The Scottish government appears ready to approve a banned insecticide blamed for destroying bee populations for use in Scottish salmon farms, according to internal documents seen by the Guardian, as MEPs warn of its potentially “devastating” impact on aquatic life.
The insecticide is one of three nicotine-based, or neonicotinoid, chemicals banned by the European Union in 2018 for agricultural use on crops, a decision upheld this month by the EU’s top court, the European court of justice, which rejected an appeal by the Bayer chemical multinational. The ban does not apply to rivers or the sea.
US government scientists have described the insecticide imidacloprid as an “environmental hazard” that can be “very toxic to aquatic life with long-lasting effects”.
An investigative news site, The Ferret, first revealed in March 2020 that the Scottish fish farming industry was planning to use imidacloprid to kill the sea lice that can infest caged salmon.
A series of emails, released under the Freedom of Information Act, reveal the Scottish government appears to be smoothing the path for CleanTreat – a system that uses the insecticide to rid farmed salmon of sea lice, to be accepted for regulatory approval in Scottish fish farms.
Annabel Turpie, director of Marine Scotland, the agency of the Scottish government that manages fisheries, has said she would help with the environmental regulators on the new system, which uses imidacloprid.

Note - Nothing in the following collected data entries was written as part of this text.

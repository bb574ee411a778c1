//! Schedule rules and their validation.
//!
//! A `RuleDraft` is the flat, per-field form a task arrives in from the CLI or the
//! task file. `validate` is the only way from a draft to a `ScheduleRule`, whose
//! `Schedule` variant makes "exactly one schedule kind" a structural property.

use chrono::Weekday;
use serde::{Deserialize, Serialize};

use crate::describe::derive_season;
use crate::error::{Field, ValidationError};
use crate::fields::*;

/// Unvalidated rule fields, mutually exclusive by convention only.
#[derive(Debug, Clone, Default, PartialEq, Eq, Serialize, Deserialize)]
pub struct RuleDraft {
    pub name: String,
    #[serde(default)]
    pub notes: String,
    #[serde(default)]
    pub month: Option<u32>,
    #[serde(default)]
    pub day: Option<u32>,
    #[serde(default)]
    pub weekday: Option<u32>,
    #[serde(default)]
    pub week_rank: Option<WeekRank>,
    #[serde(default)]
    pub recurrence: Recurrence,
    #[serde(default)]
    pub season: Option<Season>,
}

/// When within a month (or season) a rule fires.
#[derive(Debug, Clone, Copy, PartialEq, Eq)]
pub enum Schedule {
    /// A fixed day of the month.
    ExactDate { day: u32 },
    /// The Nth (or last) given weekday of the month.
    OrdinalWeekday { weekday: Weekday, rank: WeekRank },
    /// No particular day, only a season for coarse listing.
    SeasonOnly { season: Season },
}

/// A validated schedule rule.
///
/// Serializes in the flat draft form and deserializes through `validate`, so a
/// rule read back from disk satisfies the same invariants as a freshly entered one.
#[derive(Debug, Clone, PartialEq, Eq, Serialize, Deserialize)]
#[serde(try_from = "RuleDraft", into = "RuleDraft")]
pub struct ScheduleRule {
    name: String,
    notes: String,
    recurrence: Recurrence,
    month: Option<u32>,
    schedule: Schedule,
    /// Season of a dated schedule, explicit or derived from `month`.
    dated_season: Option<Season>,
    /// Whether `dated_season` was given rather than derived.
    season_explicit: bool,
}

impl ScheduleRule {
    pub fn name(&self) -> &str {
        &self.name
    }

    pub fn notes(&self) -> &str {
        &self.notes
    }

    pub fn recurrence(&self) -> Recurrence {
        self.recurrence
    }

    /// Anchor month, if the rule has one.
    pub fn month(&self) -> Option<u32> {
        self.month
    }

    pub fn schedule(&self) -> Schedule {
        self.schedule
    }

    /// Display season: the season of a season-only rule, otherwise the explicit
    /// or derived season of the dated rule.
    pub fn season(&self) -> Option<Season> {
        match self.schedule {
            Schedule::SeasonOnly { season } => Some(season),
            _ => self.dated_season,
        }
    }

    /// Exact day of month for exact-date rules.
    pub fn day(&self) -> Option<u32> {
        match self.schedule {
            Schedule::ExactDate { day } => Some(day),
            _ => None,
        }
    }

    /// Whether the season was given explicitly rather than derived from the month.
    pub fn season_is_explicit(&self) -> bool {
        match self.schedule {
            Schedule::SeasonOnly { .. } => true,
            _ => self.season_explicit,
        }
    }

    /// Flatten back into the per-field form, e.g. as the base for an edit.
    ///
    /// Only an explicit season is carried over; a derived one is derived again
    /// when the draft is validated, so it follows a changed month.
    pub fn to_draft(&self) -> RuleDraft {
        let mut draft = RuleDraft {
            name: self.name.clone(),
            notes: self.notes.clone(),
            month: self.month,
            recurrence: self.recurrence,
            season: if self.season_is_explicit() { self.season() } else { None },
            ..RuleDraft::default()
        };
        match self.schedule {
            Schedule::ExactDate { day } => draft.day = Some(day),
            Schedule::OrdinalWeekday { weekday, rank } => {
                draft.weekday = Some(weekday_index(weekday));
                draft.week_rank = Some(rank);
            }
            Schedule::SeasonOnly { .. } => {}
        }
        draft
    }
}

impl From<ScheduleRule> for RuleDraft {
    fn from(rule: ScheduleRule) -> Self {
        rule.to_draft()
    }
}

impl TryFrom<RuleDraft> for ScheduleRule {
    type Error = ValidationError;

    fn try_from(draft: RuleDraft) -> Result<Self, Self::Error> {
        validate(&draft)
    }
}

/// Fill in the season from the anchor month when none was given.
///
/// Returns a new draft; the input is left untouched.
pub fn with_derived_season(draft: &RuleDraft) -> RuleDraft {
    let mut out = draft.clone();
    if out.season.is_none() {
        out.season = out.month.map(derive_season);
    }
    out
}

fn check_range(field: Field, value: Option<u32>) -> Result<(), ValidationError> {
    let (min, max) = field.bounds();
    match value {
        Some(v) if v < min || v > max => Err(ValidationError::OutOfRange { field, value: v }),
        _ => Ok(()),
    }
}

/// Validate a draft into a schedule rule.
pub fn validate(draft: &RuleDraft) -> Result<ScheduleRule, ValidationError> {
    let name = draft.name.trim();
    if name.is_empty() {
        return Err(ValidationError::EmptyName);
    }

    check_range(Field::Month, draft.month)?;
    check_range(Field::Day, draft.day)?;
    check_range(Field::Weekday, draft.weekday)?;

    let has_ordinal_part = draft.weekday.is_some() || draft.week_rank.is_some();
    if draft.day.is_some() && has_ordinal_part {
        return Err(ValidationError::MixedScheduleKinds);
    }

    if draft.month.is_none() && draft.recurrence.requires_anchor() {
        return Err(ValidationError::MissingAnchorMonth { recurrence: draft.recurrence });
    }

    // The kind is chosen from the fields as given; a derived season never
    // turns a bare month into a season-only rule.
    let schedule = match (draft.day, draft.weekday, draft.week_rank) {
        (Some(day), None, None) => Schedule::ExactDate { day },
        (None, Some(index), Some(rank)) => {
            let weekday = weekday_from_index(index)
                .ok_or(ValidationError::OutOfRange { field: Field::Weekday, value: index })?;
            Schedule::OrdinalWeekday { weekday, rank }
        }
        (None, None, None) => match draft.season {
            Some(season) => Schedule::SeasonOnly { season },
            None => return Err(ValidationError::IncompleteSchedule),
        },
        // Weekday without rank or rank without weekday.
        _ => return Err(ValidationError::IncompleteSchedule),
    };

    let dated = !matches!(schedule, Schedule::SeasonOnly { .. });
    if dated && draft.recurrence == Recurrence::Yearly && draft.month.is_none() {
        return Err(ValidationError::MissingAnchorMonth { recurrence: Recurrence::Yearly });
    }

    let derived = with_derived_season(draft);
    Ok(ScheduleRule {
        name: name.to_string(),
        notes: derived.notes.trim().to_string(),
        recurrence: derived.recurrence,
        month: derived.month,
        schedule,
        dated_season: if dated { derived.season } else { None },
        season_explicit: dated && draft.season.is_some(),
    })
}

In correspondence with officials on 1 March 2021, Turpie wrote: “I’ve said we’ll help with engagement with Sepa [Scottish Environment Protection Agency] and MSS [Marine Scotland Science] on the CleanTreat technology.”
On 10 March she referred to actions of the Scottish government’s Sustainable Aquaculture Innovation Centre (SAIC) “around support to navigate CleanTreat through the system“. She was “aware the intention is for CleanTreat to come forward the second half of the year, assuming regulatory approval”, she said, but that an application had not yet been submitted. There was an “expectation” that Benchmark, the fish farm biotechnology company that makes CleanTreat, would “bring it onto an existing site for approval”, she said.
Later in March, Turpie was briefed by officials ahead of a meeting with a fish farming company, suggesting lines she could take, including that the CleanTreat technology would be given “welcomed consideration”.
“We can’t circumnavigate Sepa’s consideration as they have to follow legal process,” the briefing said. “But there is a newly invigorated dedication within SG [Scottish government] and across regulators to support innovation in the aquaculture sector – am confident this will be given welcomed consideration when an application is received.”
This week, the European Commission were urged to withdraw a draft regulation authorising safe limits of imidacloprid for farmed fish, amid warnings of its “toxic” impact in rivers and waterways. A resolution by a Green MEP, to be put before the commission’s environment committee for a vote on Thursday, calls for imidacloprid to be instead listed as an emerging environmental contaminant for which no maximum levels can be set for aquatic use.
Grace O’ Sullivan, Green MEP for Ireland South, who tabled the resolution, said she was “very concerned” about the potential use of the insecticide in salmon farming as a treatment against the sea louse, a small crustacean that feeds on the mucus, epidermal tissue, and blood of host marine fish.
“This is particularly worrying in Scotland, which has a large salmon aquaculture industry and tradition, but also for the EU, where the commission is proposing to establish a maximum residue level (MRL) for imidacloprid.”
“This MRL will allow companies to apply for marketing authorisation for the product, and apply it in the salmon farming industry in particular, where it will in all likelihood spill into the marine environment to the detriment of ocean health and biodiversity.”
O’Sullivan, a member of the European parliament’s environment committee, said her objection called on the commission to withdraw its draft implementing legislation and include imidacloprid in a list of “pharmacologically active” substances, for which no maximum levels can be fixed for the aquatic environment.